## TASK BRIEF
When the string "while" is part of a line in the data below, report the whole line.

## DATA LISTING

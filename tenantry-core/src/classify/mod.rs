//! Statement classification.
//!
//! Finds the table a DDL or DML statement targets and whether the statement
//! names a schema explicitly. This is not a SQL parser: it recognises a fixed
//! set of statement shapes and reports everything else as unrouted.
//!
//! | Statement | Result |
//! |-----------|--------|
//! | `CREATE/ALTER/DROP ... FUNCTION` (and procedures, sequences, types, ...) | unrouted |
//! | `CREATE/ALTER/DROP TABLE`, `VIEW`, `MATERIALIZED VIEW`, `FOREIGN TABLE` | the object |
//! | `CREATE INDEX ... ON t`, `CREATE/ALTER/DROP TRIGGER ... ON t` | the owning table `t` |
//! | `DROP INDEX i`, `ALTER INDEX i` | owner of `i` looked up in the catalog |
//! | `INSERT INTO t`, `UPDATE t`, `DELETE FROM t` | `t` |
//! | anything else | unrouted |

mod lexer;

pub use lexer::split_statements;
pub(crate) use lexer::{Token, tokenize};

use tracing::warn;

use crate::connection::Catalog;
use crate::error::TenancyResult;

/// A possibly schema-qualified object name.
#[derive(Debug, Clone, PartialEq, Eq)]
pub struct ObjectName {
    /// Schema qualifier, if written.
    pub schema: Option<String>,
    /// Object name.
    pub name: String,
}

impl ObjectName {
    /// An unqualified name.
    pub fn bare(name: impl Into<String>) -> Self {
        Self {
            schema: None,
            name: name.into(),
        }
    }

    /// A schema-qualified name.
    pub fn qualified(schema: impl Into<String>, name: impl Into<String>) -> Self {
        Self {
            schema: Some(schema.into()),
            name: name.into(),
        }
    }
}

/// The syntactic shape of a statement, before any catalog lookup.
#[derive(Debug, Clone, PartialEq, Eq)]
pub enum StatementShape {
    /// Not subject to routing.
    Unrouted,
    /// Targets a table or view.
    Table(ObjectName),
    /// Targets an index whose owning table is not written in the statement.
    Index(ObjectName),
}

/// Where a statement points: `(table, schema)`, either possibly absent.
#[derive(Debug, Clone, Default, PartialEq, Eq)]
pub struct StatementTarget {
    /// Target table.
    pub table: Option<String>,
    /// Explicit schema qualifier.
    pub schema: Option<String>,
}

impl StatementTarget {
    /// Neither table nor schema resolved.
    pub fn unrouted() -> Self {
        Self::default()
    }

    /// Check if nothing was resolved.
    pub fn is_unrouted(&self) -> bool {
        self.table.is_none() && self.schema.is_none()
    }
}

impl From<ObjectName> for StatementTarget {
    fn from(name: ObjectName) -> Self {
        Self {
            table: Some(name.name),
            schema: name.schema,
        }
    }
}

/// Determine the shape of a single statement.
pub fn parse_statement(sql: &str) -> StatementShape {
    let tokens: Vec<Token> = tokenize(sql).into_iter().map(|s| s.token).collect();
    let mut cursor = Cursor::new(&tokens);

    let shape = if cursor.eat("CREATE") {
        parse_create(&mut cursor)
    } else if cursor.eat("DROP") {
        parse_drop(&mut cursor)
    } else if cursor.eat("ALTER") {
        parse_alter(&mut cursor)
    } else if cursor.eat("INSERT") {
        cursor.eat("INTO");
        cursor.object_name().map(StatementShape::Table)
    } else if cursor.eat("UPDATE") {
        cursor.eat("ONLY");
        cursor.object_name().map(StatementShape::Table)
    } else if cursor.eat("DELETE") {
        cursor.eat("FROM");
        cursor.eat("ONLY");
        cursor.object_name().map(StatementShape::Table)
    } else {
        None
    };

    shape.unwrap_or(StatementShape::Unrouted)
}

/// Classify a statement, consulting the catalog for index owners.
///
/// Unqualified index statements are resolved against the `search` schemas,
/// in order. The fan-out engine passes the template and the public schema.
pub async fn classify<C>(sql: &str, catalog: &C, search: &[&str]) -> TenancyResult<StatementTarget>
where
    C: Catalog + ?Sized,
{
    match parse_statement(sql) {
        StatementShape::Unrouted => Ok(StatementTarget::unrouted()),
        StatementShape::Table(name) => Ok(name.into()),
        StatementShape::Index(ObjectName {
            schema: Some(schema),
            ..
        }) => Ok(StatementTarget {
            table: None,
            schema: Some(schema),
        }),
        StatementShape::Index(ObjectName { name, .. }) => {
            match catalog.index_owner(&name, search).await? {
                Some(table) => Ok(StatementTarget {
                    table: Some(table),
                    schema: None,
                }),
                None => {
                    warn!(index = %name, "No table owns this index, executing once");
                    Ok(StatementTarget::unrouted())
                }
            }
        }
    }
}

fn parse_create(cursor: &mut Cursor<'_>) -> Option<StatementShape> {
    cursor.eat_sequence(&["OR", "REPLACE"]);
    while cursor.eat_any(&[
        "TEMP",
        "TEMPORARY",
        "UNLOGGED",
        "GLOBAL",
        "LOCAL",
        "UNIQUE",
        "MATERIALIZED",
        "FOREIGN",
        "CONSTRAINT",
        "RECURSIVE",
    ]) {}

    if cursor.eat("TABLE") || cursor.eat("VIEW") {
        cursor.eat_sequence(&["IF", "NOT", "EXISTS"]);
        return cursor.object_name().map(StatementShape::Table);
    }

    if cursor.eat("INDEX") {
        cursor.eat("CONCURRENTLY");
        cursor.eat_sequence(&["IF", "NOT", "EXISTS"]);
        if !cursor.peek_is("ON") {
            cursor.object_name()?;
        }
        cursor.expect("ON")?;
        cursor.eat("ONLY");
        return cursor.object_name().map(StatementShape::Table);
    }

    if cursor.eat("TRIGGER") {
        cursor.object_name()?;
        cursor.skip_to("ON")?;
        return cursor.object_name().map(StatementShape::Table);
    }

    None
}

fn parse_drop(cursor: &mut Cursor<'_>) -> Option<StatementShape> {
    cursor.eat_any(&["MATERIALIZED", "FOREIGN"]);

    if cursor.eat("TABLE") || cursor.eat("VIEW") {
        cursor.eat_sequence(&["IF", "EXISTS"]);
        return cursor.object_name().map(StatementShape::Table);
    }

    if cursor.eat("INDEX") {
        cursor.eat("CONCURRENTLY");
        cursor.eat_sequence(&["IF", "EXISTS"]);
        return cursor.object_name().map(StatementShape::Index);
    }

    if cursor.eat("TRIGGER") {
        cursor.eat_sequence(&["IF", "EXISTS"]);
        cursor.object_name()?;
        cursor.expect("ON")?;
        return cursor.object_name().map(StatementShape::Table);
    }

    None
}

fn parse_alter(cursor: &mut Cursor<'_>) -> Option<StatementShape> {
    cursor.eat_any(&["MATERIALIZED", "FOREIGN"]);

    if cursor.eat("TABLE") || cursor.eat("VIEW") {
        if cursor.peek_is("ALL") {
            return None;
        }
        cursor.eat_sequence(&["IF", "EXISTS"]);
        cursor.eat("ONLY");
        return cursor.object_name().map(StatementShape::Table);
    }

    if cursor.eat("INDEX") {
        if cursor.peek_is("ALL") {
            return None;
        }
        cursor.eat_sequence(&["IF", "EXISTS"]);
        return cursor.object_name().map(StatementShape::Index);
    }

    if cursor.eat("TRIGGER") {
        cursor.object_name()?;
        cursor.expect("ON")?;
        return cursor.object_name().map(StatementShape::Table);
    }

    None
}

/// Forward-only reader over tokens.
pub(crate) struct Cursor<'a> {
    tokens: &'a [Token],
    pos: usize,
}

impl<'a> Cursor<'a> {
    pub(crate) fn new(tokens: &'a [Token]) -> Self {
        Self { tokens, pos: 0 }
    }

    pub(crate) fn peek(&self) -> Option<&'a Token> {
        self.tokens.get(self.pos)
    }

    pub(crate) fn advance(&mut self) -> Option<&'a Token> {
        let token = self.tokens.get(self.pos);
        if token.is_some() {
            self.pos += 1;
        }
        token
    }

    pub(crate) fn is_done(&self) -> bool {
        self.pos >= self.tokens.len() || self.peek() == Some(&Token::Semicolon)
    }

    pub(crate) fn peek_is(&self, keyword: &str) -> bool {
        self.peek().is_some_and(|t| t.is_keyword(keyword))
    }

    /// Consume the keyword if it is next.
    pub(crate) fn eat(&mut self, keyword: &str) -> bool {
        if self.peek_is(keyword) {
            self.pos += 1;
            true
        } else {
            false
        }
    }

    pub(crate) fn eat_token(&mut self, token: &Token) -> bool {
        if self.peek() == Some(token) {
            self.pos += 1;
            true
        } else {
            false
        }
    }

    /// Consume the first matching keyword.
    pub(crate) fn eat_any(&mut self, keywords: &[&str]) -> bool {
        keywords.iter().any(|k| self.eat(k))
    }

    /// Consume all keywords in order, or none of them.
    pub(crate) fn eat_sequence(&mut self, keywords: &[&str]) -> bool {
        let matches = keywords
            .iter()
            .enumerate()
            .all(|(i, k)| self.tokens.get(self.pos + i).is_some_and(|t| t.is_keyword(k)));
        if matches {
            self.pos += keywords.len();
        }
        matches
    }

    pub(crate) fn expect(&mut self, keyword: &str) -> Option<()> {
        self.eat(keyword).then_some(())
    }

    /// Advance past the next top-level occurrence of the keyword.
    pub(crate) fn skip_to(&mut self, keyword: &str) -> Option<()> {
        let mut depth = 0usize;
        while let Some(token) = self.advance() {
            match token {
                Token::LParen => depth += 1,
                Token::RParen => depth = depth.saturating_sub(1),
                t if depth == 0 && t.is_keyword(keyword) => return Some(()),
                _ => {}
            }
        }
        None
    }

    pub(crate) fn identifier(&mut self) -> Option<String> {
        let ident = self.peek()?.identifier()?;
        self.pos += 1;
        Some(ident)
    }

    /// Read `name`, `schema.name` or `catalog.schema.name`.
    pub(crate) fn object_name(&mut self) -> Option<ObjectName> {
        let mut parts = vec![self.identifier()?];
        while self.peek() == Some(&Token::Dot) {
            self.pos += 1;
            parts.push(self.identifier()?);
        }
        let name = parts.pop()?;
        Some(ObjectName {
            schema: parts.pop(),
            name,
        })
    }
}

## ANSWER SECTION
    while cursor.eat_any(&[
        while let Some(token) = self.advance() {
        while self.peek() == Some(&Token::Dot) {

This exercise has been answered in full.